AMLKYCcompliancebankingPythonfinancial crimeDataSynth 3.1.1

AML Compliance Testing with 697K Synthetic Banking Transactions

AML-labeled transaction data is the most expensive and legally restricted dataset in financial services. Here is how to build and test a complete compliance program without it.

VynFi Team · EngineeringApril 11, 202611 min read

AML-labeled transaction data is the most expensive and legally restricted dataset in financial services. A bank might process hundreds of millions of transactions to generate a few hundred confirmed SAR filings. Those labels are based on forensic investigation, law enforcement interaction, and often years of litigation. Even when labels exist, sharing them — even internally across lines of business — can trigger reporting obligations and legal review.

This is why AML detection systems are so difficult to build and validate. You cannot test a structuring detection algorithm without data that contains known structuring. You cannot tune a risk scorer without ground-truth risk labels. And you cannot train an analyst team without case examples that contain real suspicious patterns.

VynFi's financial_services sector generates comprehensive banking datasets with full AML ground-truth labels at the transaction, customer, account, and relationship levels.

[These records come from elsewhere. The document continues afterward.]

use serde::{Deserialize, Serialize};

use crate::catalog::Category;

/// Maximum value on the scoring scale.
pub const SCALE_MAX: f64 = 5.0;

/// Trait scores as returned by the scoring service. Every field is required;
/// a body missing any of them is a malformed response.
#[derive(Serialize, Deserialize, Clone, Copy, Debug, PartialEq)]
pub struct ResultSet {
    pub neuroticism: f64,
    pub extraversion: f64,
    pub conscientiousness: f64,
    pub agreeableness: f64,
    pub openness: f64,
}

impl ResultSet {
    pub fn score(&self, category: Category) -> f64 {
        match category {
            Category::Neuroticism => self.neuroticism,
            Category::Extraversion => self.extraversion,
            Category::Conscientiousness => self.conscientiousness,
            Category::Agreeableness => self.agreeableness,
            Category::Openness => self.openness,
        }
    }

    /// `(trait, raw score)` pairs in display order.
    pub fn scores(&self) -> [(Category, f64); 5] {
        Category::ALL.map(|c| (c, self.score(c)))
    }
}

/// Fraction of the scale a score fills, clamped for display widgets.
pub fn magnitude(score: f64) -> f64 {
    if score.is_nan() {
        return 0.0;
    }
    (score / SCALE_MAX).clamp(0.0, 1.0)
}

/// Format a score the way the result panel shows it.
pub fn format_score(score: f64) -> String {
    format!("{:.1}", score)
}

/// Plain-text rendition of the scores for stdout: label, value and a bar of
/// `#` characters, one per half point.
pub fn summary_lines(result: &ResultSet) -> Vec<String> {
    let width = Category::ALL
        .iter()
        .map(|c| c.label().len())
        .max()
        .unwrap_or(0);
    result
        .scores()
        .iter()
        .map(|(category, score)| {
            let filled = (magnitude(*score) * 10.0).round() as usize;
            format!(
                "{:<width$}  {:>4}  [{}{}]",
                category.label(),
                format_score(*score),
                "#".repeat(filled),
                " ".repeat(10 - filled),
                width = width
            )
        })
        .collect()
}

/// Radar chart vertices on a unit circle, one axis per trait, starting at
/// 12 o'clock and going clockwise.
pub fn radar_vertices(result: &ResultSet) -> [(f64, f64); 5] {
    let scores = result.scores();
    let mut out = [(0.0, 0.0); 5];
    for (i, (_, score)) in scores.iter().enumerate() {
        let (x, y) = axis_direction(i);
        let r = magnitude(*score);
        out[i] = (x * r, y * r);
    }
    out
}

/// Unit vector of radar axis `i` (0..5).
pub fn axis_direction(i: usize) -> (f64, f64) {
    let angle = std::f64::consts::FRAC_PI_2 - (i as f64) * std::f64::consts::TAU / 5.0;
    (angle.cos(), angle.sin())
}

// ---------------------------------------------------------------------------
// Tests
// ---------------------------------------------------------------------------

This tutorial walks through the complete AML compliance testing workflow from the VynFi AML notebook: customer KYC analysis, transaction monitoring, structuring detection, network analysis, SAR narrative review, composite risk scoring, and regulatory reporting metrics.

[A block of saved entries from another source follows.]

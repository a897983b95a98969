//! Client for the external scoring service.
//!
//! The service is a black box: it receives the raw 1-5 answers and returns
//! five trait scores. Nothing here interprets or inverts answers.

use std::sync::Arc;
use std::time::Duration;

use anyhow::{anyhow, Result};
use serde::Deserialize;

use crate::error::{SubmitError, ValidationError};
use crate::responses::{CalculateRequest, ResponseStore};
use crate::result::ResultSet;

pub const DEFAULT_ENDPOINT: &str = "http://localhost:8080/api/calculate";

/// reqwest's own default, spelled out so `--timeout` shows it.
pub const DEFAULT_TIMEOUT_SECS: f64 = 30.0;

// ---------------------------------------------------------------------------
// Transport
// ---------------------------------------------------------------------------

/// Status and body of a completed HTTP exchange.
#[derive(Clone, Debug)]
pub struct RawResponse {
    pub status: u16,
    pub body: String,
}

/// One POST of a JSON body. Implementations must not retry.
pub trait Transport: Send + Sync {
    fn post_json(&self, request: &CalculateRequest) -> Result<RawResponse, SubmitError>;

    /// Where requests go, for logs and exports.
    fn endpoint(&self) -> &str;
}

pub struct HttpTransport {
    client: reqwest::blocking::Client,
    endpoint: String,
}

impl HttpTransport {
    /// `None` waits for the scoring service indefinitely.
    pub fn new(endpoint: &str, timeout: Option<Duration>) -> Result<Self> {
        let client = reqwest::blocking::Client::builder()
            .timeout(timeout)
            .build()
            .map_err(|e| anyhow!("failed to build http client: {e}"))?;

        Ok(Self {
            client,
            endpoint: endpoint.to_string(),
        })
    }
}

impl Transport for HttpTransport {
    fn post_json(&self, request: &CalculateRequest) -> Result<RawResponse, SubmitError> {
        // `.json()` sets `Content-Type: application/json`.
        let resp = self
            .client
            .post(&self.endpoint)
            .json(request)
            .send()
            .map_err(|e| SubmitError::Transport(e.to_string()))?;

        let status = resp.status().as_u16();
        let body = resp
            .text()
            .map_err(|e| SubmitError::Transport(format!("failed to read response body: {e}")))?;

        Ok(RawResponse { status, body })
    }

    fn endpoint(&self) -> &str {
        &self.endpoint
    }
}

// ---------------------------------------------------------------------------
// SubmissionClient
// ---------------------------------------------------------------------------

/// Error body sent by the service alongside 4xx/5xx statuses.
#[derive(Deserialize)]
struct ErrorBody {
    error: String,
}

/// Cheap to clone; clones share the transport.
#[derive(Clone)]
pub struct SubmissionClient {
    transport: Arc<dyn Transport>,
    expected: usize,
}

impl SubmissionClient {
    /// `expected` is the catalog length: a request must carry exactly that
    /// many responses.
    pub fn new(transport: Arc<dyn Transport>, expected: usize) -> Self {
        Self {
            transport,
            expected,
        }
    }

    pub fn endpoint(&self) -> &str {
        self.transport.endpoint()
    }

    /// Check the precondition for a submission without sending anything.
    pub fn check(&self, store: &ResponseStore) -> Result<(), ValidationError> {
        if store.answered_count() != self.expected || !store.is_complete() {
            return Err(ValidationError::Incomplete {
                answered: store.answered_count(),
                total: self.expected,
            });
        }
        Ok(())
    }

    pub fn submit(&self, store: &ResponseStore) -> Result<ResultSet, SubmitError> {
        self.check(store)?;
        self.submit_request(&store.to_request())
    }

    /// Send a prepared request body. Exactly one transport call is made when
    /// the response count matches, none otherwise.
    pub fn submit_request(&self, request: &CalculateRequest) -> Result<ResultSet, SubmitError> {
        if request.responses.len() != self.expected {
            return Err(ValidationError::Incomplete {
                answered: request.responses.len(),
                total: self.expected,
            }
            .into());
        }

        tracing::info!(
            endpoint = self.endpoint(),
            responses = request.responses.len(),
            "submitting responses for scoring"
        );

        let raw = self.transport.post_json(request).map_err(|e| {
            tracing::warn!(error = %e, "scoring request failed");
            e
        })?;

        let result = interpret_response(&raw);
        match &result {
            Ok(scores) => tracing::info!(?scores, "scores received"),
            Err(e) => tracing::warn!(status = raw.status, error = %e, "scoring rejected"),
        }
        result
    }
}

/// Turn a raw exchange into scores. Non-2xx statuses and bodies without all
/// five numeric trait keys are errors.
pub fn interpret_response(raw: &RawResponse) -> Result<ResultSet, SubmitError> {
    if !(200..300).contains(&raw.status) {
        let message = serde_json::from_str::<ErrorBody>(&raw.body)
            .ok()
            .map(|b| b.error);
        return Err(SubmitError::Status {
            status: raw.status,
            message,
        });
    }

    serde_json::from_str::<ResultSet>(&raw.body).map_err(|e| SubmitError::Malformed(e.to_string()))
}

// ---------------------------------------------------------------------------
// Test double
// ---------------------------------------------------------------------------


// ---------------------------------------------------------------------------
// Tests
// ---------------------------------------------------------------------------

**Update (2026-04-19, DataSynth 3.1.1):** AML typology coverage now reaches **0.857** on the evaluator (was 0.000 in 3.1.0 — zero of the seven canonical typologies passed the coverage check). Relationship-network density is up 38× (0.0014 → 0.053) with mule_link and shell_link edges now populated from coordinated criminal structures. The regenerated VynFi/vynfi-aml-100k and VynFi/vynfi-sar-narratives datasets on Hugging Face include these improvements.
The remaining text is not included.